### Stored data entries

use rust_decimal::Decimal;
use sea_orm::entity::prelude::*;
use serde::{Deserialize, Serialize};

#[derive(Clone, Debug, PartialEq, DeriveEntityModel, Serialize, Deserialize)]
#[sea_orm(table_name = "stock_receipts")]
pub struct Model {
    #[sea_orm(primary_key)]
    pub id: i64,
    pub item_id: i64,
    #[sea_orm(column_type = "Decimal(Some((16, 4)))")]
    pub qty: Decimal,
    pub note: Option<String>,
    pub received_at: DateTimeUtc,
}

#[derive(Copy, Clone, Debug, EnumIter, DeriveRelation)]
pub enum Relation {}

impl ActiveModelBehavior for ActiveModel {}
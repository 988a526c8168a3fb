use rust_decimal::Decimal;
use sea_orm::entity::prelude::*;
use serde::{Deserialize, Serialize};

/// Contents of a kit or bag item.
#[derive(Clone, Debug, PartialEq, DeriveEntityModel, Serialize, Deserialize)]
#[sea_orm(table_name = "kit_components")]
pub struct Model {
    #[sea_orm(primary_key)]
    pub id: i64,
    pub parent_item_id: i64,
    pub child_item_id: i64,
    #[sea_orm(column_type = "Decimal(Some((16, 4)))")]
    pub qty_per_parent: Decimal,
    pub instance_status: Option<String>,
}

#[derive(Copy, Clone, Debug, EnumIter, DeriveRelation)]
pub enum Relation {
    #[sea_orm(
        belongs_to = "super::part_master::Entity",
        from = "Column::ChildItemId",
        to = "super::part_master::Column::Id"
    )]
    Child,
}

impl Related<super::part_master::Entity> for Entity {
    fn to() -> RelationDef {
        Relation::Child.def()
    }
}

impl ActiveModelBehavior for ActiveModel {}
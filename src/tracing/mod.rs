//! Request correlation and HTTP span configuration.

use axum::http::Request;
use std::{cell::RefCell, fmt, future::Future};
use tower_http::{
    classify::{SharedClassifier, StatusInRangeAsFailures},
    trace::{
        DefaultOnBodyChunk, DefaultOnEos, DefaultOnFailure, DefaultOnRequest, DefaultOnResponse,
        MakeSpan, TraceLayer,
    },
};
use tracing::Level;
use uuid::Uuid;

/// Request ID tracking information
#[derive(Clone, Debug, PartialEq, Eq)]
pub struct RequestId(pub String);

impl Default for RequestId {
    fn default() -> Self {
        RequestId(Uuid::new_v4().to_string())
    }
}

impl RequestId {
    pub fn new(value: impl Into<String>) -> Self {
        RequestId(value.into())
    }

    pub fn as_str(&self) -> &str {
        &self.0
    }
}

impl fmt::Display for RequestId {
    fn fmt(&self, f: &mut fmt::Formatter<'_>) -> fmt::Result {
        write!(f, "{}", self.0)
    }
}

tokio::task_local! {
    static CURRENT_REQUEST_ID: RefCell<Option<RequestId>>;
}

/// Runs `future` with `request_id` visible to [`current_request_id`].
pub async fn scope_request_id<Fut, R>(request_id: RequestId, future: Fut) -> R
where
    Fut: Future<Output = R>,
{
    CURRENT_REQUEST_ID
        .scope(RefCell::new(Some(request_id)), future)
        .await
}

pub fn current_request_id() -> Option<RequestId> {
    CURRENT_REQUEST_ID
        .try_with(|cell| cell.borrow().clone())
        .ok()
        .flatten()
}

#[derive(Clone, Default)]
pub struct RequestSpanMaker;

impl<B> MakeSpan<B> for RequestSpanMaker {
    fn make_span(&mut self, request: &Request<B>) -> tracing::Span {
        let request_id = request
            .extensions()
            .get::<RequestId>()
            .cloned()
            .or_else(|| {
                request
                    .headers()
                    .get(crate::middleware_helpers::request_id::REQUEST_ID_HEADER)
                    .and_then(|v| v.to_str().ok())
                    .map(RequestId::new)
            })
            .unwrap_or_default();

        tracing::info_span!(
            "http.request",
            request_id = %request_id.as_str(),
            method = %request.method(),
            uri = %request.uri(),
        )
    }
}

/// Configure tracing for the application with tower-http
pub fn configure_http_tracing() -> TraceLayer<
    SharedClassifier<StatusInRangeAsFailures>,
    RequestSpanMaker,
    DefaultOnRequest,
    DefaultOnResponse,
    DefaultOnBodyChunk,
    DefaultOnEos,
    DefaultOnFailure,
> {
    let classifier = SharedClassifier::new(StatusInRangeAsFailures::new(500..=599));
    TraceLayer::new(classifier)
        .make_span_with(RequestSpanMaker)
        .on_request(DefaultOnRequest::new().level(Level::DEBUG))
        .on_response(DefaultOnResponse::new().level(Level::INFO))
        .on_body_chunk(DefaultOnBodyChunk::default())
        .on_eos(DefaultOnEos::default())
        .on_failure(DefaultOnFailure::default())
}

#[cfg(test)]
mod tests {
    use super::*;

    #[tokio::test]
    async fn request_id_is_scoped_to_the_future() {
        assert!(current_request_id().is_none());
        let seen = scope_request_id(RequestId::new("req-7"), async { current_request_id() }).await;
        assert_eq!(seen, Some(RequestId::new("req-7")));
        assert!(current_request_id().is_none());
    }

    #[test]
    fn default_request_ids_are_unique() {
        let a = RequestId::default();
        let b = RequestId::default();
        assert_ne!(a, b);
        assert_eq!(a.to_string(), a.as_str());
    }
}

### Your instructions
The answer must consist of every line from the data that contains the word "Uuid".

### Result of this task
use uuid::Uuid;
        RequestId(Uuid::new_v4().to_string())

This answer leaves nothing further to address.